Interestingly, he noted, mostly, women “generally get a warning six months ahead of time before something bad is going to happen, whereas men tend not to.”
Additionally, often the whole artery is involved in women, Eisenberg said; in men, there tends to be one focus spot.
Both Sealove and Eisenberg also said women tend to develop heart disease more slowly which could be because of “native estrogen” in premenopausal women.
Even so, the Centers for Disease Control says, “Heart disease is the leading cause of death for women in the United States and can affect women at any age. In 2021, it was responsible for the deaths of 310,661 women – or about 1 in every 5 female deaths.”
Cardiologists insist keeping a check on your heart and general wellness – from mental health to physical health, such as vital statistics and blood pressure – is essential.
Screenings
While talking to a physician is the first step; patients who have a predisposition can find tremendous value in asking their physician about the modifiable risks and how to live a healthy, fruitful life.
Experts often recommend early screenings, like stress testing, CAT scans, angiograms and ultrasounds, for those who are worried they may have elevated risk factors or any symptoms of heart disease.

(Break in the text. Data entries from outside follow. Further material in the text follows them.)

//! Per-detection distance estimation.
//!
//! For each detection: gather the ToF cells its bbox overlaps, keep valid
//! in-range readings, reject outliers around the median, average the rest.
//! Detections are independent; one without usable cells yields an invalid
//! estimate and does not affect the others.

use andon_common::config::SensorConfig;
use andon_common::consts::{
    MAX_RANGE_MM_DEFAULT, MAX_TOF_CELLS, OUTLIER_FRACTION_DEFAULT, OUTLIER_MIN_READINGS,
};
use andon_common::types::{
    CellStatus, DepthEstimate, DepthEstimates, DetectionFrame, RawDepthFrame, TofCell,
};

use super::grid::GridGeometry;

type Readings = heapless::Vec<f32, MAX_TOF_CELLS>;

/// Filter parameters.
#[derive(Debug, Clone, Copy, PartialEq)]
pub struct EstimatorParams {
    /// Readings must satisfy `0 < d < max_range_mm`.
    pub max_range_mm: f32,
    /// Readings further than `outlier_fraction × median` from the median are dropped.
    pub outlier_fraction: f32,
}

impl Default for EstimatorParams {
    fn default() -> Self {
        Self {
            max_range_mm: MAX_RANGE_MM_DEFAULT,
            outlier_fraction: OUTLIER_FRACTION_DEFAULT,
        }
    }
}

impl From<&SensorConfig> for EstimatorParams {
    fn from(cfg: &SensorConfig) -> Self {
        Self {
            max_range_mm: cfg.max_range_mm,
            outlier_fraction: cfg.outlier_fraction,
        }
    }
}

impl EstimatorParams {
    #[inline]
    fn usable(&self, cell: &TofCell) -> bool {
        cell.status == CellStatus::Valid
            && cell.distance_mm.is_finite()
            && cell.distance_mm > 0.0
            && cell.distance_mm < self.max_range_mm
    }
}

/// One estimate per detection of `frame`, in detection order.
///
/// `depth = None`, a frame of another resolution than `geometry`, or a frame
/// whose cell count does not match its resolution gives all-invalid estimates.
pub fn estimate(
    frame: &DetectionFrame,
    depth: Option<&RawDepthFrame>,
    geometry: &GridGeometry,
    params: &EstimatorParams,
) -> DepthEstimates {
    let depth = depth.filter(|d| d.is_consistent() && d.resolution == geometry.resolution());

    let mut out = DepthEstimates::new();
    for (i, det) in frame.detections.iter().enumerate() {
        let index = i as u8;
        let est = depth
            .and_then(|d| {
                let mut readings = Readings::new();
                let bbox = geometry.rescale(&det.bbox, frame.units, &frame.camera);
                for cell in geometry.overlapping_cells(&bbox, frame.units) {
                    if let Some(c) = d.cell(cell as usize).filter(|c| params.usable(c)) {
                        let _ = readings.push(c.distance_mm);
                    }
                }
                aggregate_readings(&mut readings, params.outlier_fraction)
            })
            .map_or(DepthEstimate::invalid(index, det.track_id), |mm| {
                DepthEstimate::valid(index, det.track_id, mm)
            });
        // frame.detections and out share capacity
        let _ = out.push(est);
    }
    out
}

/// Median outlier rejection followed by the arithmetic mean.
///
/// Rejection repeats around the new upper median (`sorted[n / 2]`) until a
/// pass drops nothing or fewer than [`OUTLIER_MIN_READINGS`] readings remain,
/// so running it again on its own output changes nothing. Returns `None`
/// when no reading survives. `readings` is left sorted and filtered.
pub fn aggregate_readings<const N: usize>(
    readings: &mut heapless::Vec<f32, N>,
    outlier_fraction: f32,
) -> Option<f32> {
    readings.sort_unstable_by(f32::total_cmp);
    while readings.len() >= OUTLIER_MIN_READINGS {
        let before = readings.len();
        let median = readings[before / 2];
        let tolerance = median.abs() * outlier_fraction;
        readings.retain(|r| (r - median).abs() <= tolerance);
        if readings.len() == before {
            break;
        }
    }
    if readings.is_empty() {
        return None;
    }
    let sum: f32 = readings.iter().sum();
    Some(sum / readings.len() as f32)
}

There are different screening programs that one should opt for to avoid invasive procedures, said Sealove.
“It’s about the investment early, early on,” he said.
Angioscreen is one of the early screenings for heart disease. However, it may not be enough. Additional noninvasive or minimally invasive techniques that can be used to screen for heart disease include coronary calcium scoring, which involves CT scans of the heart.

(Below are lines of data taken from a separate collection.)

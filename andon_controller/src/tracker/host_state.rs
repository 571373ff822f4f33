//! Host machine state tracker.
//!
//! Stores the last reported [`HostMachineState`] (last-write-wins) and owns
//! the only path that clears an E-stop: a received update whose bucket is not
//! `Stop`. Re-sending the same non-stop state still clears a latched fault.

use andon_common::state::{HostMachineState, StateBucket};
use tracing::{debug, info};

use crate::state::fault::FaultLatch;

#[derive(Debug, Clone, Default)]
pub struct HostStateTracker {
    state: HostMachineState,
    updates: u64,
}

impl HostStateTracker {
    pub fn new() -> Self {
        Self::default()
    }

    /// Apply a host-state update. Returns the new bucket.
    pub fn on_host_state(&mut self, state: HostMachineState, fault: &mut FaultLatch) -> StateBucket {
        let bucket = state.bucket();
        if state != self.state {
            debug!(from = ?self.state, to = ?state, ?bucket, "host state update");
        }
        self.state = state;
        self.updates += 1;

        if bucket != StateBucket::Stop && fault.clear_estop() {
            info!(host_state = ?state, "E-stop acknowledged by host, fault cleared");
        }
        bucket
    }

    #[inline]
    pub fn current(&self) -> HostMachineState {
        self.state
    }

    #[inline]
    pub fn current_bucket(&self) -> StateBucket {
        self.state.bucket()
    }

    /// Number of updates received since start.
    #[inline]
    pub fn updates(&self) -> u64 {
        self.updates
    }

    /// True when the host currently demands a stop.
    #[inline]
    pub fn demands_stop(&self) -> bool {
        self.current_bucket() == StateBucket::Stop
    }
}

Eisenberg said coronary calcium scoring can be “absolutely lifesaving” for women between the ages of 40 to 70 who have family history and predetermined conditions like high cholesterol, high blood sugar or prediabetes, or if one is overweight, has hypertension or high blood pressure. Most of the area hospitals and a number of private imaging centers in the Two River area offer these screenings.
A more invasive screening would be a cardiac catheterization, which can evaluate and confirm the presence of coronary artery disease, valve disease or disease of the aorta through biopsies on tiny pieces of extracted tissue from the patient’s heart.
Advances and Innovation
Hackensack Meridian Health Jersey Shore University Hospital has invested in a $45 million dollar infrastructure project, adding an entire floor to the hospital with 10 suites offering the newest technology and the newest advances in heart health care. The infrastructure will allow minimally invasive procedures – at the only facility of its kind in Monmouth and Ocean counties. “We’re putting a small needle in your groin and replacing a heart valve, replacing an aortic valve, fixing a mitral valve, closing up holes in the heart,” said Sealove.
Besides infrastructure and technological advances, some new drugs may be revolutionizing how physicians manage heart disease.
Drugs considered safe for maintaining heart health, such as baby aspirin, are “not really for those who do not have established heart or vascular disease or a diabetic,” Sealove said.
There are newer medical therapies that are dramatically changing the landscape of heart disease. Injectable cholesterol compounds and anti-obesity medications like semiglutide (Ozempic, Wegovy and Rybelsus) which are often prescribed for patients with type 2 diabetes but more famous lately for celebrity weight loss, have also been shown to reduce risk factors. “The problem is that they’re married to that medication for life,” Eisenberg noted. If these injections are abruptly stopped, any major losses in weight and lowering of blood pressure and sugar “will, just like a slingshot, snap back,” he said.
As helpful as these new medications can be for many, the process to prevent heart disease can be distilled to a simple message, said Eisenberg: “Eat smart, eat less and move more.”
“The right nutritional pathway, the right exercise program” are important, he said. “If you don’t do that, you can’t just take a medication and hope that everything will be fine.”